Позже, когда Анатолий Наумович бывал в Москве наездами из Нью-Йорка, я приходила к нему в гости в Дом на набережной, и мы часами разговаривали по душам. Он без устали учил меня уму-разуму, ругал на все корки, всячески просвещал и даже давал советы, как похудеть. Мне это ужасно нравилось, ибо я ощущала, что нотации продиктованы любовью и посланы мне как привет от родителей. Много он рассуждал и о политике, не приемля равно и советской власти, и постсоветской — за псевдореформы, за войну в Чечне, за фальшь… А я в эти минуты почему-то ощущала свою вину за несостоятельность родной демократии.
— Снова из ваших стихов:
Особняком, отдельно, на отшибе, —
Чтоб памяти и страсти не отшибло! —
Цвету в шипах на оголённой глыбе
И повествую сбивчиво и хрипло…
.................................
Чем больше линий, и углов, и граней,
Тем точка одиночества бездонней!
И в то же время:
Не касаясь людей, вообще невозможно сказаться.

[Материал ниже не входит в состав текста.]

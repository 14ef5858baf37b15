use chrono::{DateTime, Duration, Utc};
use log::{debug, info};
use std::collections::HashMap;
use std::sync::{Arc, Mutex, MutexGuard};

use super::model::{OtpEntry, VerifyOutcome};
use crate::utils::helpers::{OTP_EXPIRATION_MINUTES, generate_otp_code};

/// Pending codes keyed by email address
pub trait OtpStore: Send + Sync {
    /// Issue a fresh code for `email`, replacing any pending one.
    fn issue(&self, email: &str) -> u32;

    /// Check `code`; consumes the entry on success or expiry.
    fn verify(&self, email: &str, code: u32) -> VerifyOutcome;

    /// Drop every expired entry, returning how many were removed.
    fn purge_expired(&self) -> usize;

    fn pending(&self) -> usize;
}

pub struct InMemoryOtpStore {
    entries: Mutex<HashMap<String, OtpEntry>>,
}

impl InMemoryOtpStore {
    pub fn new() -> Self {
        Self {
            entries: Mutex::new(HashMap::new()),
        }
    }

    // A panic while holding the lock cannot leave the map half-updated.
    fn lock(&self) -> MutexGuard<'_, HashMap<String, OtpEntry>> {
        self.entries.lock().unwrap_or_else(|e| e.into_inner())
    }

    fn issue_at(&self, email: &str, now: DateTime<Utc>) -> u32 {
        let code = generate_otp_code();
        let entry = OtpEntry {
            code,
            expires_at: now + Duration::minutes(OTP_EXPIRATION_MINUTES),
        };

        if self.lock().insert(email.to_string(), entry).is_some() {
            debug!("Replaced pending OTP for {}", email);
        }
        code
    }

    fn verify_at(&self, email: &str, code: u32, now: DateTime<Utc>) -> VerifyOutcome {
        let mut entries = self.lock();

        let Some(entry) = entries.get(email) else {
            return VerifyOutcome::NotFound;
        };

        if now > entry.expires_at {
            entries.remove(email);
            return VerifyOutcome::Expired;
        }

        if entry.code != code {
            return VerifyOutcome::Mismatch;
        }

        entries.remove(email);
        VerifyOutcome::Success
    }

    fn purge_expired_at(&self, now: DateTime<Utc>) -> usize {
        let mut entries = self.lock();
        let before = entries.len();
        entries.retain(|_, entry| now <= entry.expires_at);
        before - entries.len()
    }
}

impl OtpStore for InMemoryOtpStore {
    fn issue(&self, email: &str) -> u32 {
        self.issue_at(email, Utc::now())
    }

    fn verify(&self, email: &str, code: u32) -> VerifyOutcome {
        self.verify_at(email, code, Utc::now())
    }

    fn purge_expired(&self) -> usize {
        self.purge_expired_at(Utc::now())
    }

    fn pending(&self) -> usize {
        self.lock().len()
    }
}

/// Periodically reclaim expired entries that were never verified.
pub fn spawn_expiry_sweep(
    store: Arc<dyn OtpStore>,
    every: std::time::Duration,
) -> tokio::task::JoinHandle<()> {
    info!("Starting OTP expiry sweep every {:?}", every);
    tokio::spawn(async move {
        let mut interval = tokio::time::interval(every);
        // first tick completes immediately
        interval.tick().await;
        loop {
            interval.tick().await;
            let removed = store.purge_expired();
            if removed > 0 {
                info!(
                    "Swept {} expired OTP entries, {} pending",
                    removed,
                    store.pending()
                );
            }
        }
    })
}

#[cfg(test)]
mod tests {
    use super::*;
    use crate::utils::helpers::{OTP_MAX, OTP_MIN};

    const EMAIL: &str = "alice@jyotirgamay.online";

    fn other_code(code: u32) -> u32 {
        if code == OTP_MAX { OTP_MIN } else { code + 1 }
    }

    #[test]
    fn issue_sets_five_minute_expiry() {
        let store = InMemoryOtpStore::new();
        let now = Utc::now();
        let code = store.issue_at(EMAIL, now);

        let entries = store.lock();
        let entry = entries.get(EMAIL).unwrap();
        assert_eq!(entry.code, code);
        assert_eq!(entry.expires_at, now + Duration::minutes(5));
    }

    #[test]
    fn mismatch_does_not_consume() {
        let store = InMemoryOtpStore::new();
        let code = store.issue(EMAIL);

        assert_eq!(store.verify(EMAIL, other_code(code)), VerifyOutcome::Mismatch);
        assert_eq!(store.pending(), 1);
        assert_eq!(store.verify(EMAIL, code), VerifyOutcome::Success);
    }

    #[test]
    fn success_consumes_entry() {
        let store = InMemoryOtpStore::new();
        let code = store.issue(EMAIL);

        assert_eq!(store.verify(EMAIL, code), VerifyOutcome::Success);
        assert_eq!(store.verify(EMAIL, code), VerifyOutcome::NotFound);
        assert_eq!(store.pending(), 0);
    }

    #[test]
    fn never_requested_is_not_found() {
        let store = InMemoryOtpStore::new();
        assert_eq!(store.verify(EMAIL, 123456), VerifyOutcome::NotFound);
    }

    #[test]
    fn expired_entry_is_removed_on_verify() {
        let store = InMemoryOtpStore::new();
        let issued = Utc::now() - Duration::minutes(10);
        let code = store.issue_at(EMAIL, issued);

        assert_eq!(store.verify(EMAIL, code), VerifyOutcome::Expired);
        assert_eq!(store.pending(), 0);
        assert_eq!(store.verify(EMAIL, code), VerifyOutcome::NotFound);
    }

    #[test]
    fn expiry_boundary_is_inclusive() {
        let store = InMemoryOtpStore::new();
        let issued = Utc::now();
        let deadline = issued + Duration::minutes(5);

        let code = store.issue_at(EMAIL, issued);
        assert_eq!(store.verify_at(EMAIL, code, deadline), VerifyOutcome::Success);

        let code = store.issue_at(EMAIL, issued);
        assert_eq!(
            store.verify_at(EMAIL, code, deadline + Duration::milliseconds(1)),
            VerifyOutcome::Expired
        );
    }

    #[test]
    fn expired_wrong_code_reports_expired() {
        let store = InMemoryOtpStore::new();
        let code = store.issue_at(EMAIL, Utc::now() - Duration::minutes(6));

        assert_eq!(store.verify(EMAIL, other_code(code)), VerifyOutcome::Expired);
        assert_eq!(store.pending(), 0);
    }

    #[test]
    fn reissue_invalidates_previous_code() {
        let store = InMemoryOtpStore::new();
        let first = store.issue(EMAIL);
        let mut second = store.issue(EMAIL);
        // the generator may repeat itself; keep issuing until the codes differ
        while second == first {
            second = store.issue(EMAIL);
        }

        assert_eq!(store.pending(), 1);
        assert_eq!(store.verify(EMAIL, first), VerifyOutcome::Mismatch);
        assert_eq!(store.verify(EMAIL, second), VerifyOutcome::Success);
    }

    #[test]
    fn reissue_restarts_the_timer() {
        let store = InMemoryOtpStore::new();
        let now = Utc::now();
        store.issue_at(EMAIL, now - Duration::minutes(4));
        let code = store.issue_at(EMAIL, now);

        assert_eq!(
            store.verify_at(EMAIL, code, now + Duration::minutes(3)),
            VerifyOutcome::Success
        );
    }

    #[test]
    fn purge_removes_only_expired() {
        let store = InMemoryOtpStore::new();
        let now = Utc::now();
        store.issue_at("old@jyotirgamay.online", now - Duration::minutes(6));
        store.issue_at("older@jyotirgamay.online", now - Duration::hours(1));
        let code = store.issue_at(EMAIL, now);

        assert_eq!(store.purge_expired_at(now), 2);
        assert_eq!(store.pending(), 1);
        assert_eq!(store.verify_at(EMAIL, code, now), VerifyOutcome::Success);
    }

    #[test]
    fn distinct_emails_do_not_interfere() {
        let store = InMemoryOtpStore::new();

        std::thread::scope(|s| {
            for i in 0..16 {
                let store = &store;
                s.spawn(move || {
                    let email = format!("user{i}@jyotirgamay.online");
                    for _ in 0..50 {
                        let code = store.issue(&email);
                        assert_eq!(store.verify(&email, other_code(code)), VerifyOutcome::Mismatch);
                        assert_eq!(store.verify(&email, code), VerifyOutcome::Success);
                        assert_eq!(store.verify(&email, code), VerifyOutcome::NotFound);
                    }
                });
            }
        });

        assert_eq!(store.pending(), 0);
    }

    #[test]
    fn same_email_issue_and_verify_are_serialized() {
        use std::sync::atomic::{AtomicBool, Ordering};

        let store = InMemoryOtpStore::new();
        // issued codes in issue order
        let issued: Mutex<Vec<u32>> = Mutex::new(Vec::new());
        let successes = Mutex::new(0usize);
        let done = AtomicBool::new(false);
        let (store, issued, successes, done) = (&store, &issued, &successes, &done);

        std::thread::scope(|s| {
            s.spawn(move || {
                while !done.load(Ordering::SeqCst) {
                    assert!(store.pending() <= 1);
                }
            });

            let workers: Vec<_> = (0..8)
                .map(|_| {
                    s.spawn(move || {
                        for _ in 0..200 {
                            let code = {
                                let mut log = issued.lock().unwrap();
                                let code = store.issue(EMAIL);
                                log.push(code);
                                code
                            };
                            let latest = *issued.lock().unwrap().last().unwrap();

                            match store.verify(EMAIL, code) {
                                VerifyOutcome::Success => {
                                    // a later issue would have replaced this code
                                    assert_eq!(code, latest);
                                    *successes.lock().unwrap() += 1;

                                    if store.verify(EMAIL, code) == VerifyOutcome::Success {
                                        let log = issued.lock().unwrap();
                                        let times = log.iter().filter(|c| **c == code).count();
                                        assert!(times > 1, "code {code} consumed twice");
                                    }
                                }
                                VerifyOutcome::Mismatch | VerifyOutcome::NotFound => {}
                                VerifyOutcome::Expired => panic!("fresh code reported expired"),
                            }
                        }
                    })
                })
                .collect();

            let results: Vec<_> = workers.into_iter().map(|w| w.join()).collect();
            done.store(true, Ordering::SeqCst);
            for result in results {
                result.unwrap();
            }
        });

        assert!(*successes.lock().unwrap() <= issued.lock().unwrap().len());
        assert!(store.pending() <= 1);

        let code = store.issue(EMAIL);
        assert_eq!(store.verify(EMAIL, code), VerifyOutcome::Success);
        assert_eq!(store.pending(), 0);
    }

    #[actix_web::test]
    async fn sweep_task_reclaims_expired_entries() {
        let store = Arc::new(InMemoryOtpStore::new());
        store.issue_at(EMAIL, Utc::now() - Duration::minutes(6));
        store.issue("fresh@jyotirgamay.online");

        let handle = spawn_expiry_sweep(store.clone(), std::time::Duration::from_millis(10));
        tokio::time::sleep(std::time::Duration::from_millis(100)).await;
        handle.abort();

        assert_eq!(store.pending(), 1);
    }
}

Вы нашли выход из этого противоречия?
— В своём одиночестве я не одинока. В принципе, об этом — очень большая часть литературы, особенно ХХ века, в частности — французский экзистенциализм. В юности, когда прочла Сартра и Камю, была поражена: прежде мне казалось, что я одна такая странная. С одной стороны, безумно общительная, я без людей не могу, и даже если они на какое-то время забудут обо мне, буду сама их дёргать за полы. С другой — как только они ко мне приплывают и хотят пребывать со мной в неком коллективизме, начинаю этим тяготиться.
Думаю, такой тип личности — не редкость, особенно в наше время. Я это просто зафиксировала.
— Как приходят стихи?
— Есть поэты ровного горения — например, Александр Кушнер, который почти каждый день пишет стихи, какое бы у него ни было душевное состояние. Я всегда писала, как Бог на душу положит — будто диктовалось сверху или накатывалось волнами извне. Иногда стихи не приходят ко мне несколько месяцев. Отношусь к такому явлению спокойно: наверное, вернутся, коли всегда возвращались. И хорошо, что у меня есть масса других литературных дел, которыми могу в это время заняться.
Правда, есть одно "но". Как у всяких нормальных людей, у меня бывают спады и подъёмы. В основном стихи приходят, когда мне плохо: личный разрыв, смерть близкого человека… Отсюда — почти исключительно трагическая нота, что частенько порождает недоразумения. У иных добрых людей, от литературы далёких, мои стихотворные откровения вызывают тревогу. Они видят там не метафоры или гиперболы, но катастрофу личной жизни, считают, что я очень несчастная. Я же пытаюсь их успокоить: перед вами, дескать, всего лишь образы или, как говорится, лирическая героиня…
— Но разве ваши стихи не напоминают дневник, в котором лирическая героиня фиксирует каждодневную борьбу с собой? Её разрывают противоречия…
— Стихосложение было и остаётся для меня доморощенным, знахарским видом самоврачевания: в стихах я выговаривалась — так больному в старину "пускали кровь" — и лишь таким образом душевно выживала. "Болящий дух врачует песнопенье" — так, кажется, у Боратынского. Видимо, ко мне "песнопенье" приходит только для этого — врачевать "болящий дух". Когда же мой дух выздоравливает, оно, как врач, выезжает в другие места, по другим вызовам.
— Сегодня не редкость такое суждение: "Что толку читать современных писателей? Всё уже написано до них…"
— Нечто подобное я слышала не раз и раньше. Некоторые старшие мэтры даже отговаривали меня писать стихи: всё равно лучше, чем Ахматова или Цветаева, не напишешь. Но так же можно вообще дойти до абсурда! Зачем же мы рождаемся, влюбляемся, ошибаемся, совершаем открытия, если возможные варианты жизни — и все правила, и все грехи — уже прописаны в Библии?
Любая жизнь — всегда творчество. И внутри любой жизни что-то вечное может быть уточнено.